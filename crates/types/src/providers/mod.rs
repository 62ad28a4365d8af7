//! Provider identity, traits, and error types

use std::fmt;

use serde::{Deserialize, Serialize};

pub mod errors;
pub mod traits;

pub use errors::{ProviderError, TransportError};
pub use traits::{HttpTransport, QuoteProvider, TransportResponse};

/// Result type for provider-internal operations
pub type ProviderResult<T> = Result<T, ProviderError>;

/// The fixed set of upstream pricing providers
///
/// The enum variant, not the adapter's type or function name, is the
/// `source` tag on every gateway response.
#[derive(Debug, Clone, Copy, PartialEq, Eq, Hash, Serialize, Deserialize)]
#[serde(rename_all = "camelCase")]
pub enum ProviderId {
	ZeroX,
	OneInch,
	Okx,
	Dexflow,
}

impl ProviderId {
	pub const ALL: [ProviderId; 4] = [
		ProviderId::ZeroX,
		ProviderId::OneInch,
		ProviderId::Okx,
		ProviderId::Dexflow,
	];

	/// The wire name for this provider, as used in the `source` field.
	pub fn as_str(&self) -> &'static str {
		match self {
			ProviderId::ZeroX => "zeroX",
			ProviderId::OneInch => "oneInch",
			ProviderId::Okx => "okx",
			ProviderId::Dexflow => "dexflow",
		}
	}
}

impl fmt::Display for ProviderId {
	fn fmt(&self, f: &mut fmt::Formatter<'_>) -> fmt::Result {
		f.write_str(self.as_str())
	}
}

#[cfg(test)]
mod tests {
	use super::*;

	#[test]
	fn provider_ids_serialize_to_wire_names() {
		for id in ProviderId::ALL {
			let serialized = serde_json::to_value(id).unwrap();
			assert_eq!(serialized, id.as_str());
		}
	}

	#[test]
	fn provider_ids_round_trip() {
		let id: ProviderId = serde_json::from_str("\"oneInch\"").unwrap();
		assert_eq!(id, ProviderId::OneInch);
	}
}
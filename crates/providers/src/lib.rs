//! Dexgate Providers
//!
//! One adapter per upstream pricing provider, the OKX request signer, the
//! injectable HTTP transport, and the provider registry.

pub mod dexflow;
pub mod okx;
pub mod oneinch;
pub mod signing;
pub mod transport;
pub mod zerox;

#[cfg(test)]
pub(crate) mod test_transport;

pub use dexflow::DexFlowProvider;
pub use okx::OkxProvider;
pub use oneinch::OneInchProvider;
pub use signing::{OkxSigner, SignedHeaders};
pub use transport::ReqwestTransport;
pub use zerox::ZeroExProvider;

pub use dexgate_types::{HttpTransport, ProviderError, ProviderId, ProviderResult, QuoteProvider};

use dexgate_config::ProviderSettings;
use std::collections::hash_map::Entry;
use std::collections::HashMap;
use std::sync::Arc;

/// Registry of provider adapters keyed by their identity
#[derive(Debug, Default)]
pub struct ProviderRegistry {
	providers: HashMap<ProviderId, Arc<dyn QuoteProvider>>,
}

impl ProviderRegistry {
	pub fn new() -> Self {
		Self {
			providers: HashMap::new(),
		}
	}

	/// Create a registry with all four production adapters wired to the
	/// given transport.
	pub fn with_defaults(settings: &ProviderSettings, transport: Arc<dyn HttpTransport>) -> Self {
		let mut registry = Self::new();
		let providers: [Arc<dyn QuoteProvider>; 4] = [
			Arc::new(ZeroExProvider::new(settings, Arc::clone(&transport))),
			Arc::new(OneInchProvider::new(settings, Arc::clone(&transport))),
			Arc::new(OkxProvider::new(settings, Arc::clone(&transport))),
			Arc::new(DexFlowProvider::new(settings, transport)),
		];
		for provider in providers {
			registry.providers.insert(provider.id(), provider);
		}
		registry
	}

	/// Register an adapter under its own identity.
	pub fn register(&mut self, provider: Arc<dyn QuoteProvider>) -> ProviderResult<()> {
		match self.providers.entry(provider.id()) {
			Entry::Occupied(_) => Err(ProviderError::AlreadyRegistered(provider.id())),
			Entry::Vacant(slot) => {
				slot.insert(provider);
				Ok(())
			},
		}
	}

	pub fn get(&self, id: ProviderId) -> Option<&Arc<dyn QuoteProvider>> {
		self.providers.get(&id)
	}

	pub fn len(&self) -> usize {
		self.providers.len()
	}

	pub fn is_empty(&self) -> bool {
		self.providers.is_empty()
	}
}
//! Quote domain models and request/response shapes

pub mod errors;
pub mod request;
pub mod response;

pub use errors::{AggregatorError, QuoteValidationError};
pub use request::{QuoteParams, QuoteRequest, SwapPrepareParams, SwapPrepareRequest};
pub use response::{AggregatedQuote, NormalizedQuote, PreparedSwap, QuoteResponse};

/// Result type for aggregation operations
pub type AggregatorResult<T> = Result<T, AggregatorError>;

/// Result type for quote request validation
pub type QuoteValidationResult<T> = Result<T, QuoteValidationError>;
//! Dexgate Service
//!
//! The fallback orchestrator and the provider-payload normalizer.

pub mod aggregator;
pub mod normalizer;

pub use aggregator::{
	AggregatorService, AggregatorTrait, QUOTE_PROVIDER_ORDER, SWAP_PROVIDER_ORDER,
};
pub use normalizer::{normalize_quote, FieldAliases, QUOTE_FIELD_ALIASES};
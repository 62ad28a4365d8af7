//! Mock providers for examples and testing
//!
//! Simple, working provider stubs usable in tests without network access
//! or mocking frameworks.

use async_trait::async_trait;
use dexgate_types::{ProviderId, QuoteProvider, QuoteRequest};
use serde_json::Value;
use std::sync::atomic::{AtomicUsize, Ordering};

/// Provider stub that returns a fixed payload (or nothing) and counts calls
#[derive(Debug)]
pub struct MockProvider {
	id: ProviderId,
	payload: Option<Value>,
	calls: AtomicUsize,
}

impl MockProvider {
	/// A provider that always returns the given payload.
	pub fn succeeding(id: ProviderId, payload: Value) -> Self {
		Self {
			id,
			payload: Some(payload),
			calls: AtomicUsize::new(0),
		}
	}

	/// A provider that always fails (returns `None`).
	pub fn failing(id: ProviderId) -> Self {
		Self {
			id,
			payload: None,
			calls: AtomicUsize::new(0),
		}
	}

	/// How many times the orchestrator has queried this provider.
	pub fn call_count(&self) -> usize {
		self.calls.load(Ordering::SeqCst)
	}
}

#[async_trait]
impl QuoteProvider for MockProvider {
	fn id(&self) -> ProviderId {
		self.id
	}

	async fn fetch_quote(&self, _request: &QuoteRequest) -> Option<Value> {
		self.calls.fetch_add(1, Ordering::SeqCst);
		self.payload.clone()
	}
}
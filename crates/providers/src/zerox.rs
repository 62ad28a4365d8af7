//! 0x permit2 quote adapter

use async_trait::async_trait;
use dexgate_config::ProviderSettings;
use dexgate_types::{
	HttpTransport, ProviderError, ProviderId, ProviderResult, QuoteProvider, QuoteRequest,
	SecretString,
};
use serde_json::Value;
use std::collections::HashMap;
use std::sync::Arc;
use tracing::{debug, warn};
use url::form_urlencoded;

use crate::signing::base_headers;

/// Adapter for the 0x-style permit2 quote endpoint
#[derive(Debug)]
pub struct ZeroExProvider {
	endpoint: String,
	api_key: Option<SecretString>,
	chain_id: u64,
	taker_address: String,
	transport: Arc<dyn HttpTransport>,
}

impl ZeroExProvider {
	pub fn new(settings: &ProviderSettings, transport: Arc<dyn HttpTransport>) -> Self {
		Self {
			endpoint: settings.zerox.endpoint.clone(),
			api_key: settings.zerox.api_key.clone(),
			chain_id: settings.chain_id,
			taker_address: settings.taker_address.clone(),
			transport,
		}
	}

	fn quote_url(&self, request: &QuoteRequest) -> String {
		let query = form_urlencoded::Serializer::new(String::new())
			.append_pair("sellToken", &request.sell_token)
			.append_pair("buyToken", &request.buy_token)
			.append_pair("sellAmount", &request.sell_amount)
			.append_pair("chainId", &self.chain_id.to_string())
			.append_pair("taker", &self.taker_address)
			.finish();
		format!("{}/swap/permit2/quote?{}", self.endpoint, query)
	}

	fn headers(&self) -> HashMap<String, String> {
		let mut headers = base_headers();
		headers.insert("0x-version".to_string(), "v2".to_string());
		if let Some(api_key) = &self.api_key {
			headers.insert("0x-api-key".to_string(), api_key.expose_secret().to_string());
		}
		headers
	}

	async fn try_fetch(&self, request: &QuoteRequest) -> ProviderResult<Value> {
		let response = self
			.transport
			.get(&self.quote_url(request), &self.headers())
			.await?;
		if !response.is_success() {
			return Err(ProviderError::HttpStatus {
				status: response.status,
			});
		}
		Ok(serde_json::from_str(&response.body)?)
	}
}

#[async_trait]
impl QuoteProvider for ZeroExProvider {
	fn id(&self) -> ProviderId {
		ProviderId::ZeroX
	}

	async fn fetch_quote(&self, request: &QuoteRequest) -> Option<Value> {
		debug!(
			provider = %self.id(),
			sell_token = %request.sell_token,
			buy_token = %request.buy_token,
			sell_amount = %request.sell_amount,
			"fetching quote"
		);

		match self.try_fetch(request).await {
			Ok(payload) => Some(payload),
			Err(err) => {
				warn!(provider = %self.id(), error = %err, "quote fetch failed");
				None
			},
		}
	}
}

_ _ _ _ _ _ _

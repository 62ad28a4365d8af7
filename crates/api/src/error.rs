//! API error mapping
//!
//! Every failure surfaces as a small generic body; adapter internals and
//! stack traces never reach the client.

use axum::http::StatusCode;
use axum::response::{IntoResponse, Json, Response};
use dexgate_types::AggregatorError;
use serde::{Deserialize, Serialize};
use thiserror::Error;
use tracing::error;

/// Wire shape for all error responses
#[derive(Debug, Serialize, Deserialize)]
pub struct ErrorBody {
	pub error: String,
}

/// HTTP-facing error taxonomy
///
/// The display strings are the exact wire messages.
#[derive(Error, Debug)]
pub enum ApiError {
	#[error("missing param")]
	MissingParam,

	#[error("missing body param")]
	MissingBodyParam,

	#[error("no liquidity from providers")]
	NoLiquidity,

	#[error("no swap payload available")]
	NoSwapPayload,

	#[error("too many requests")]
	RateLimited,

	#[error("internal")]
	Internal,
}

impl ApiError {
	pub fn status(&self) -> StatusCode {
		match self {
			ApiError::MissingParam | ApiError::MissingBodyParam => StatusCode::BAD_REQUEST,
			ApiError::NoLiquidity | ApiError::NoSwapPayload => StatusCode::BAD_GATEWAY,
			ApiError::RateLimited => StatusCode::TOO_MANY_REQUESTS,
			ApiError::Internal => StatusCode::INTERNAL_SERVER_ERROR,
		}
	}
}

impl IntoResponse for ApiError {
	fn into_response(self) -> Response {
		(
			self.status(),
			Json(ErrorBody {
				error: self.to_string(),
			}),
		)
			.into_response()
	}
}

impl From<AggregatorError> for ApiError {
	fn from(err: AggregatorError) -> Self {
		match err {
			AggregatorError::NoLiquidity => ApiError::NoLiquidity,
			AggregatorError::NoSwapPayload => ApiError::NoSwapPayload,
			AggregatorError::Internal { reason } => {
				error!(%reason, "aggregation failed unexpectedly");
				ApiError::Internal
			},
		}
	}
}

_ _ _ _ _ _ _

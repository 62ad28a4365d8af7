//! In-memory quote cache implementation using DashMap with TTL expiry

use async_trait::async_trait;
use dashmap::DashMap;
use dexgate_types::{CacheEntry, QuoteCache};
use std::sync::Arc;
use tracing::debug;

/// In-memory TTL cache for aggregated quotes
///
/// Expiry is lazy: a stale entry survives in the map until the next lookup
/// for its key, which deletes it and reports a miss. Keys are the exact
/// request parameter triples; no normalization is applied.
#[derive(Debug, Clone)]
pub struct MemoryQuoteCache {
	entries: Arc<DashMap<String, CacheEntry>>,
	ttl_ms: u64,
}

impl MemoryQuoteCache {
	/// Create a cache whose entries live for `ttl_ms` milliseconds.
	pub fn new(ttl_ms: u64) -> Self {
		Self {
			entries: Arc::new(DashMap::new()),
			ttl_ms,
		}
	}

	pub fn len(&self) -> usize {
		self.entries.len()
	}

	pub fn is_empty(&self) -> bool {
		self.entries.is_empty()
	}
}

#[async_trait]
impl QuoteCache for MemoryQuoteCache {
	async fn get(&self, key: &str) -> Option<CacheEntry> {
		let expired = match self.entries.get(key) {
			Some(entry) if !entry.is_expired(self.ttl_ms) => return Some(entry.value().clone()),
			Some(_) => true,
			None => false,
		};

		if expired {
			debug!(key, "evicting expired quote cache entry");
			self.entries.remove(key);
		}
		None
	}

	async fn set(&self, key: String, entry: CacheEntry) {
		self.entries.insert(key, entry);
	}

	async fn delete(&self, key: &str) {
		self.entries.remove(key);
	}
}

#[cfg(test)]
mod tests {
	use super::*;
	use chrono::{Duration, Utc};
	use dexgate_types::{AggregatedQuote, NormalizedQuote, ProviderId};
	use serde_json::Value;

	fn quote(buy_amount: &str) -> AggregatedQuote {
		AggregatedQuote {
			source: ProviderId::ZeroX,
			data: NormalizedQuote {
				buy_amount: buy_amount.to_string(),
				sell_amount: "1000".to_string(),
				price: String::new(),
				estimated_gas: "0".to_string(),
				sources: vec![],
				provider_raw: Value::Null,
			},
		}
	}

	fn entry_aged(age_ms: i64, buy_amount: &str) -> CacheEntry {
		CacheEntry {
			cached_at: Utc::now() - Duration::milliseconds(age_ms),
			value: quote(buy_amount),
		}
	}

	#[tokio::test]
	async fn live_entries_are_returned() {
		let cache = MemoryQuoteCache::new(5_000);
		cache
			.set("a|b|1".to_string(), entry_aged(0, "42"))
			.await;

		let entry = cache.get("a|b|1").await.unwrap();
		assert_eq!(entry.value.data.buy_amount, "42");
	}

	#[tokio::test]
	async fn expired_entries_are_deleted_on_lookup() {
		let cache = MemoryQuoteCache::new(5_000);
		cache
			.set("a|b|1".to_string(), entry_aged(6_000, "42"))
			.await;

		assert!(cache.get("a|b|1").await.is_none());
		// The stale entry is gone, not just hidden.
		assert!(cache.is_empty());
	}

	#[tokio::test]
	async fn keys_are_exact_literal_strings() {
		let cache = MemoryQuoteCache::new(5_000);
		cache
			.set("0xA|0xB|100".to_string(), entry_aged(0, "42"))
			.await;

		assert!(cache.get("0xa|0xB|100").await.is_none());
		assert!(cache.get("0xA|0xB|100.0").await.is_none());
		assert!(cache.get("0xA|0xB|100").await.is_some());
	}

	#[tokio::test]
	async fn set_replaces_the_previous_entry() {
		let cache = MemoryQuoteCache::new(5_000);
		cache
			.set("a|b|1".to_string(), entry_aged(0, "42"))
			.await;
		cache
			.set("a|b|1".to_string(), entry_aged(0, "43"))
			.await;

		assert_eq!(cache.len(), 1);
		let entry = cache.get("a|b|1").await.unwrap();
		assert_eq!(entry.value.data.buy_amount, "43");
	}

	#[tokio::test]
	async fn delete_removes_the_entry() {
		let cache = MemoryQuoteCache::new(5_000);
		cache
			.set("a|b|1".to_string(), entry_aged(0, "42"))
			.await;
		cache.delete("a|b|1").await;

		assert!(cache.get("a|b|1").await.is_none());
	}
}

_ _ _ _ _ _ _

In the entries above, the lines from the one bearing "The wire name" up to and including the one bearing "pub use zerox::ZeroExProvider;" should be transcribed exactly; no other line is wanted.

	/// The wire name for this provider, as used in the `source` field.
	pub fn as_str(&self) -> &'static str {
		match self {
			ProviderId::ZeroX => "zeroX",
			ProviderId::OneInch => "oneInch",
			ProviderId::Okx => "okx",
			ProviderId::Dexflow => "dexflow",
		}
	}
}

impl fmt::Display for ProviderId {
	fn fmt(&self, f: &mut fmt::Formatter<'_>) -> fmt::Result {
		f.write_str(self.as_str())
	}
}

#[cfg(test)]
mod tests {
	use super::*;

	#[test]
	fn provider_ids_serialize_to_wire_names() {
		for id in ProviderId::ALL {
			let serialized = serde_json::to_value(id).unwrap();
			assert_eq!(serialized, id.as_str());
		}
	}

	#[test]
	fn provider_ids_round_trip() {
		let id: ProviderId = serde_json::from_str("\"oneInch\"").unwrap();
		assert_eq!(id, ProviderId::OneInch);
	}
}
filename crates/providers/src/lib.rs
//! Dexgate Providers
//!
//! One adapter per upstream pricing provider, the OKX request signer, the
//! injectable HTTP transport, and the provider registry.

pub mod dexflow;
pub mod okx;
pub mod oneinch;
pub mod signing;
pub mod transport;
pub mod zerox;

#[cfg(test)]
pub(crate) mod test_transport;

pub use dexflow::DexFlowProvider;
pub use okx::OkxProvider;
pub use oneinch::OneInchProvider;
pub use signing::{OkxSigner, SignedHeaders};
pub use transport::ReqwestTransport;
pub use zerox::ZeroExProvider;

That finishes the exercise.